Nuno Gomes

Personal information
- Full name: Nuno Miguel Gomes Bentes Lampreia
- Date of birth: 27 September 1978 (age 47)
- Place of birth: Lisbon, Portugal
- Height: 1.80 m (5 ft 11 in)
- Position: Defender

Youth career
- 1990–1991: Beira-Mar Almada
- 1991–1996: Sporting CP

Senior career*
- Years: Team / Apps / (Gls)
- 1996–1999: Lourinhanense / 42 / (0)
- 1999–2000: Felgueiras / 46 / (11)
- 2001–2002: Campomaiorense / 44 / (2)
- 2002–2004: Chaves / 32 / (3)
- 2004–2009: Varzim / 103 / (11)
- 2009–2010: União Leiria / 0 / (0)
- 2010–2011: Covilhã / 17 / (0)
- 2011–2012: Akritas Chlorakas / 25 / (1)
- 2012–2013: AEK Kouklia / 27 / (5)
- Total:  / 336 / (33)

Managerial career
- 2016–2017: Othellos Athienou (assistant)
- 2017–2018: Cova Piedade (assistant)
- 2018: Chicago Fire (assistant)
- 2018–2019: Chaves (assistant)
- 2019–2020: Estoril (assistant)
- 2020–2022: Reading (assistant)
- 2023: Guadalajara (assistant)
- 2024–2025: Tigres UANL (assistant)
- 2025: Oviedo (assistant)

= Nuno Gomes (footballer, born 1978) =

Portuguese footballer

Nuno Miguel Gomes Bentes Lampreia (born 27 September 1978), known as Gomes, is a Portuguese former professional footballer who played as a defender.

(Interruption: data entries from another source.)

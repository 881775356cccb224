//! Record access helpers.
//!
//! These sit on top of a connection and never touch transaction state:
//! batched iteration over large result sets, and projection of JSON rows
//! into lists and keyed maps.

mod batch;
mod project;

pub use batch::{BatchError, BatchIterator, BatchSource};
pub use project::{format_utc_stamp, index_by, pluck, try_format_utc_stamp, value_at};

He amassed Segunda Liga totals of 230 games and 27 goals over 11 seasons, mainly with Varzim.

==Playing career==
Gomes was born in Lisbon. An unsuccessful youth graduate from Sporting CP's famed youth system, he made his professional debut with F.C. Felgueiras, moving in January 2001 to S.C. Campomaiorense in what would be his first Primeira Liga experience, with relegation.

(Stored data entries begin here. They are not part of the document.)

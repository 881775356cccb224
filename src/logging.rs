//! Tracing subscriber setup for the binary.
//!
//! The library only emits `tracing` events; installing a subscriber is left
//! to the application. `RUST_LOG` always wins over the verbosity flag:
//!
//!   txnest -v ...                 # debug: every physical call
//!   RUST_LOG=txnest=trace txnest  # also logical (nested) calls

use tracing_subscriber::EnvFilter;

/// Error returned when a global subscriber is already installed.
pub type InitError = Box<dyn std::error::Error + Send + Sync + 'static>;

/// Install a compact stderr subscriber.
pub fn init_tracing(verbose: bool) -> Result<(), InitError> {
    let default_level = if verbose { "debug" } else { "warn" };
    let filter = EnvFilter::try_from_default_env().unwrap_or_else(|_| EnvFilter::new(default_level));

    tracing_subscriber::fmt()
        .with_env_filter(filter)
        .with_target(verbose)
        .with_writer(std::io::stderr)
        .compact()
        .try_init()
}
//! Row projection helpers over JSON rows.

use std::collections::BTreeMap;

use chrono::{DateTime, Utc};
use serde_json::Value;

/// Follow a dotted path through objects and arrays.
///
/// Object segments are keys, array segments are indices. A missing segment or
/// a `null` anywhere along the path yields `None`.
pub fn value_at<'a>(value: &'a Value, path: &str) -> Option<&'a Value> {
    let mut current = value;
    for segment in path.split('.') {
        current = match current {
            Value::Object(map) => map.get(segment)?,
            Value::Array(items) => items.get(segment.parse::<usize>().ok()?)?,
            _ => return None,
        };
        if current.is_null() {
            return None;
        }
    }
    Some(current)
}

/// Project each row to the value at `path`, or the whole row if `path` is `None`.
///
/// Rows without the value contribute `Value::Null` so positions line up.
pub fn pluck(rows: &[Value], path: Option<&str>) -> Vec<Value> {
    rows.iter()
        .map(|row| project(row, path).unwrap_or(Value::Null))
        .collect()
}

/// Index rows by the value at `key_path`, projecting each to `value_path`.
///
/// String keys are used as they are; numbers and booleans use their JSON
/// text. Rows whose key is missing or not a scalar are skipped. When two rows
/// share a key the later one wins.
pub fn index_by(rows: &[Value], key_path: &str, value_path: Option<&str>) -> BTreeMap<String, Value> {
    let mut indexed = BTreeMap::new();
    for row in rows {
        let Some(key) = value_at(row, key_path).and_then(scalar_key) else {
            continue;
        };
        indexed.insert(key, project(row, value_path).unwrap_or(Value::Null));
    }
    indexed
}

fn project(row: &Value, path: Option<&str>) -> Option<Value> {
    match path {
        Some(path) => value_at(row, path).cloned(),
        None => Some(row.clone()),
    }
}

fn scalar_key(value: &Value) -> Option<String> {
    match value {
        Value::String(s) => Some(s.clone()),
        Value::Number(n) => Some(n.to_string()),
        Value::Bool(b) => Some(b.to_string()),
        _ => None,
    }
}

/// Format a Unix timestamp as `YYYY-MM-DD HH:MM:SS` in UTC. `None` means now;
/// `Some(0)` is the epoch.
///
/// Returns `None` if the timestamp is out of range.
pub fn try_format_utc_stamp(stamp: Option<i64>) -> Option<String> {
    let at: DateTime<Utc> = match stamp {
        Some(secs) => DateTime::from_timestamp(secs, 0)?,
        None => Utc::now(),
    };
    Some(at.format("%Y-%m-%d %H:%M:%S").to_string())
}

/// Like [`try_format_utc_stamp`], falling back to the current time when out of range.
pub fn format_utc_stamp(stamp: Option<i64>) -> String {
    try_format_utc_stamp(stamp)
        .unwrap_or_else(|| Utc::now().format("%Y-%m-%d %H:%M:%S").to_string())
}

Gomes then returned for the following seven seasons to the Segunda Liga, with G.D. Chaves (two years) and Varzim SC. At the end of 2008–09, in which he scored seven league goals for the latter side, he had an unsuccessful trial with Luton Town of the English Football League Two, but eventually signed with U.D. Leiria which had recently returned to the second division.

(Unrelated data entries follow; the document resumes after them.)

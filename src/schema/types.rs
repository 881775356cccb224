//! Abstract column types and their physical SQL Server spellings.

use std::collections::BTreeMap;

use serde::{Deserialize, Serialize};

/// Default SQL Server mapping. `*` suffixed primary keys are not identity columns.
const MSSQL_COLUMN_TYPES: &[(&str, &str)] = &[
    ("pk", "int IDENTITY PRIMARY KEY"),
    ("string", "nvarchar(255)"),
    ("text", "ntext"),
    ("integer", "int"),
    ("float", "float"),
    ("decimal", "decimal"),
    ("datetime", "datetime"),
    ("timestamp", "timestamp"),
    ("time", "time"),
    ("date", "date"),
    ("binary", "binary"),
    ("boolean", "bit"),
    ("uuid", "uniqueidentifier NOT NULL DEFAULT (newid())"),
    ("uuidfk", "uniqueidentifier"),
    ("datestamp", "datetime NOT NULL DEFAULT (getutcdate())"),
    ("mediumstring", "nvarchar(1022)"),
    ("stringpk", "nvarchar(255) PRIMARY KEY"),
    ("tinypk", "tinyint IDENTITY PRIMARY KEY"),
    ("tinypk*", "tinyint PRIMARY KEY"),
    ("smallpk", "smallint IDENTITY PRIMARY KEY"),
    ("smallpk*", "smallint PRIMARY KEY"),
    ("bigpk", "bigint IDENTITY PRIMARY KEY"),
    ("bigpk*", "bigint PRIMARY KEY"),
    ("uuidpk", "uniqueidentifier PRIMARY KEY NOT NULL DEFAULT (newid())"),
    ("uuidpk*", "uniqueidentifier PRIMARY KEY NOT NULL"),
];

/// Mapping from abstract column types to physical column types.
#[derive(Debug, Clone, PartialEq, Eq, Serialize, Deserialize)]
#[serde(transparent)]
pub struct ColumnTypeMap {
    types: BTreeMap<String, String>,
}

impl ColumnTypeMap {
    /// An empty mapping; every type passes through unchanged.
    pub fn empty() -> Self {
        Self {
            types: BTreeMap::new(),
        }
    }

    /// The SQL Server mapping.
    pub fn mssql() -> Self {
        Self {
            types: MSSQL_COLUMN_TYPES
                .iter()
                .map(|(abstract_type, physical)| (abstract_type.to_string(), physical.to_string()))
                .collect(),
        }
    }

    /// Physical type for an abstract type name.
    pub fn get(&self, abstract_type: &str) -> Option<&str> {
        self.types.get(abstract_type).map(String::as_str)
    }

    /// Add or replace a mapping, returning the previous physical type.
    pub fn insert(
        &mut self,
        abstract_type: impl Into<String>,
        physical: impl Into<String>,
    ) -> Option<String> {
        self.types.insert(abstract_type.into(), physical.into())
    }

    /// Layer `overrides` on top of this mapping.
    pub fn merge(mut self, overrides: ColumnTypeMap) -> Self {
        self.types.extend(overrides.types);
        self
    }

    /// Translate a column type specification.
    ///
    /// An exact abstract name maps directly. Otherwise, if the first word is
    /// an abstract name it is replaced and the rest is kept, so
    /// `"string NOT NULL"` becomes `"nvarchar(255) NOT NULL"`. Anything else
    /// is assumed to be physical already.
    pub fn resolve(&self, declared: &str) -> String {
        let declared = declared.trim();
        if let Some(physical) = self.get(declared) {
            return physical.to_string();
        }
        if let Some((head, rest)) = declared.split_once(char::is_whitespace) {
            if let Some(physical) = self.get(head) {
                return format!("{} {}", physical, rest.trim_start());
            }
        }
        declared.to_string()
    }

    /// Number of abstract types known.
    pub fn len(&self) -> usize {
        self.types.len()
    }

    /// Check if no types are mapped.
    pub fn is_empty(&self) -> bool {
        self.types.is_empty()
    }

    /// Iterate over `(abstract, physical)` pairs in name order.
    pub fn iter(&self) -> impl Iterator<Item = (&str, &str)> {
        self.types.iter().map(|(k, v)| (k.as_str(), v.as_str()))
    }
}

impl Default for ColumnTypeMap {
    fn default() -> Self {
        Self::mssql()
    }
}

/// SQL Server snippet converting `expr` to `to_type`.
pub fn convert_expression(expr: &str, to_type: &str) -> String {
    format!("CONVERT({}, {})", to_type, expr)
}
//! What a commit reports when it lands on a poisoned nesting.
//!
//! Once any participant rolls back, the physical transaction is gone and no
//! later commit in the same nesting can persist anything. The policy only
//! decides whether the committing caller is told about it:
//! - Discard: the commit returns `Ok(())` and the work is silently dropped
//! - Reject: the commit returns `TransactionError::Poisoned`

use std::fmt;

use serde::{Deserialize, Serialize};

/// Reporting policy for commits inside a poisoned nesting.
#[derive(Debug, Clone, Copy, PartialEq, Eq, Default, Serialize, Deserialize)]
#[serde(rename_all = "lowercase")]
pub enum PoisonPolicy {
    /// Accept the commit call and drop the work without telling the caller.
    #[default]
    Discard,

    /// Fail the commit call with `TransactionError::Poisoned`.
    ///
    /// The state transition is identical to `Discard`; the caller still must
    /// not call `rollback` for the same `begin`.
    Reject,
}

impl PoisonPolicy {
    /// Check if poisoned commits are reported as errors.
    pub fn rejects(&self) -> bool {
        matches!(self, PoisonPolicy::Reject)
    }
}

impl fmt::Display for PoisonPolicy {
    fn fmt(&self, f: &mut fmt::Formatter<'_>) -> fmt::Result {
        match self {
            PoisonPolicy::Discard => write!(f, "discard"),
            PoisonPolicy::Reject => write!(f, "reject"),
        }
    }
}

impl std::str::FromStr for PoisonPolicy {
    type Err = String;

    fn from_str(s: &str) -> Result<Self, Self::Err> {
        match s.to_lowercase().as_str() {
            "discard" | "silent" => Ok(PoisonPolicy::Discard),
            "reject" | "strict" => Ok(PoisonPolicy::Reject),
            _ => Err(format!("unknown poison policy: {}", s)),
        }
    }
}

Having made no competitive appearances for Leiria in the 2009–10 campaign, Gomes was released and joined second-tier club S.C. Covilhã. He retired at the age of 35, after two years in the Cypriot Second Division with as many teams.

==Coaching career==
Gomes began working as a youth manager in Cyprus, returning to Portugal in 2017 to take charge of C.D. Cova da Piedade's under-17 squad. The following year, he joined Chicago Fire FC as an assistant, later revealing that he got the job through his friend and former Varzim teammate Aleksandar Sarić, who worked at the American club as goalkeeper coach.

In December 2018, Gomes was appointed assistant manager at Chaves. On 8 September 2020, in the same capacity, he moved to Reading of the EFL Championship as part of Veljko Paunović's staff.

Gomes subsequently continued to work under Paunović, now in the Mexican Liga MX at C.D. Guadalajara and Tigres UANL. In March 2025, the pair moved to the Spanish Segunda División with Real Oviedo.